Re: What is your New Year's Resolution?

I am with Chelse on this one!


----------



## C Nash (Jan 2, 2010)

Re: What is your New Year's Resolution?

If we don't make them we want break them. :laugh:  Right Becky


----------



## cwishert (Jan 4, 2010)

Re: What is your New Year's Resolution?

Being able to see my shoes to tie them would be good!  :clown:   Breathing at the same time as tying them, that is too much to ask for in one year.   :clown:   My New Years resolution is to not sweat the small stuff, have the knowledge and ability to handle the medium size stuff and pray that God gets me through the big stuff! :approve:


----------



## protectRV (Jan 5, 2010)

Re: What is your New Year's Resolution?

I want to actually have a plan for the things I do from now on. I tend to jump into things too fast. I have owned a business for the last 10 years and have flown by the seat of my pants. I've heard thats not really the way to do things. My resolution is to learn how to really run a business. Now if I could just figure out the planning thing. Oh well. Take care Kelly


----------



## brodavid (Jan 10, 2010)

Re: What is your New Year's Resolution?

to get up and walk without help


----------



## H2H1 (Jan 10, 2010)

Re: What is your New Year's Resolution?

Like Nash said don't make any and there want be any to break.

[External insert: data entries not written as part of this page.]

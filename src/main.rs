use std::sync::Arc;

use intent_solver::api;
use intent_solver::api::state::AppState;
use intent_solver::clob::{fetch_pool, PoolRegistry, Quoter};
use intent_solver::config::Config;
use intent_solver::engine::SolverEngine;
use intent_solver::error::{Result, SolverError};
use intent_solver::registry::TxBuilder;
use intent_solver::rpc::RpcClient;
use intent_solver::signing::{Ed25519Signer, Signer};
use tracing::{error, info};
use tracing_subscriber::EnvFilter;

fn init_logging(config: &Config) {
    let filter = EnvFilter::try_from_default_env().unwrap_or_else(|_| EnvFilter::new(&config.log_level));
    let builder = tracing_subscriber::fmt().with_env_filter(filter);

    if config.log_format == "json" {
        builder.json().init();
    } else {
        builder.init();
    }
}

/// Every pool the solver can route through must be listed in
/// `POOL_ID_*` env vars; there is no on-chain pool discovery.
async fn load_pool_registry(rpc: &RpcClient, config: &Config) -> Result<PoolRegistry> {
    let mut registry = PoolRegistry::new();
    for pool_id in config.pool_overrides.values() {
        let pool = fetch_pool(rpc, pool_id, |asset_type| config.decimals_for(asset_type)).await?;
        registry.insert(pool)?;
    }
    Ok(registry)
}

#[tokio::main]
async fn main() -> Result<()> {
    let config = Config::load()?;
    init_logging(&config);

    info!("starting intent solver, rpc={}", config.rpc_url);

    let rpc = Arc::new(RpcClient::new(config.rpc_url.clone())?);
    let registry = load_pool_registry(&rpc, &config).await?;
    info!("loaded {} CLOB pools", registry.len());

    let quoter = Arc::new(Quoter::new((*rpc).clone(), registry, config.deepbook_package_id.clone()));

    let solver_signer: Arc<dyn Signer> = match &config.solver_private_key {
        Some(key) => Arc::new(Ed25519Signer::from_hex(key)?),
        None => {
            error!("SOLVER_PRIVATE_KEY not set; generating an ephemeral key (no funds, execution will fail)");
            Arc::new(Ed25519Signer::generate())
        }
    };

    let mut engine = SolverEngine::new(config.clone(), rpc.clone(), quoter.clone(), solver_signer.clone());

    let sui_type = config.resolve_alias("SUI");
    let usdc_type = config.resolve_alias("USDC");
    if let Err(e) = engine.cold_start_check(&sui_type, &usdc_type, 1_000_000_000).await {
        return Err(SolverError::Fatal(format!("cold start check failed, refusing to start: {e}")));
    }
    info!("cold start check passed");

    engine.start();

    let test_user_signer: Option<Arc<dyn Signer>> = config
        .test_user_private_key
        .as_ref()
        .map(|key| Ed25519Signer::from_hex(key))
        .transpose()?
        .map(|signer| Arc::new(signer) as Arc<dyn Signer>);

    let tx_builder = Arc::new(TxBuilder::new(config.package_id.clone(), config.protocol_config_id.clone()));

    let app_state = Arc::new(AppState {
        config: Arc::new(config.clone()),
        rpc: rpc.clone(),
        quoter: quoter.clone(),
        tx_builder,
        pipeline: engine.pipeline(),
        metrics: engine.metrics(),
        solver_signer: Some(solver_signer),
        test_user_signer,
    });

    let api_port = config.api_port;
    tokio::select! {
        result = api::serve("0.0.0.0", api_port, app_state) => {
            if let Err(e) = result {
                error!("HTTP façade exited with error: {e}");
            }
        }
        _ = tokio::signal::ctrl_c() => {
            info!("ctrl-c received, shutting down");
        }
    }

    engine.stop().await;
    Ok(())
}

I live each day as if there is no tomorrow, life is getting shorter so enjoy your life.


----------



## utmtman (Jan 10, 2010)

Re: What is your New Year's Resolution?

Mine is to "never" winter in a cold weather area again.


----------



## Guest (Jan 10, 2010)

Re: What is your New Year's Resolution?

yea me too Lee ,, but got one problem ,, i was at home   :laugh:  :laugh:


----------



## cwishert (Jan 11, 2010)

Re: What is your New Year's Resolution?

Well BroDavid it is good to see you posting on here.  I know that with our prayers and God's good grace and your willpower you will be able to conquer all that you resolve to.  I will be thinking of you as I try to lose the 20 pounds I gained.  You will be my inspiration.  So keep us all posted on how you are getting along and I will post if I have any sucess. :approve:


----------



## utmtman (Jan 11, 2010)

Re: What is your New Year's Resolution?

Well technically I was too Rod.  We wintered where we had our home and in the state and city we were from so........lol

Bro Dave, I pray that your health gets better and you walk again.


----------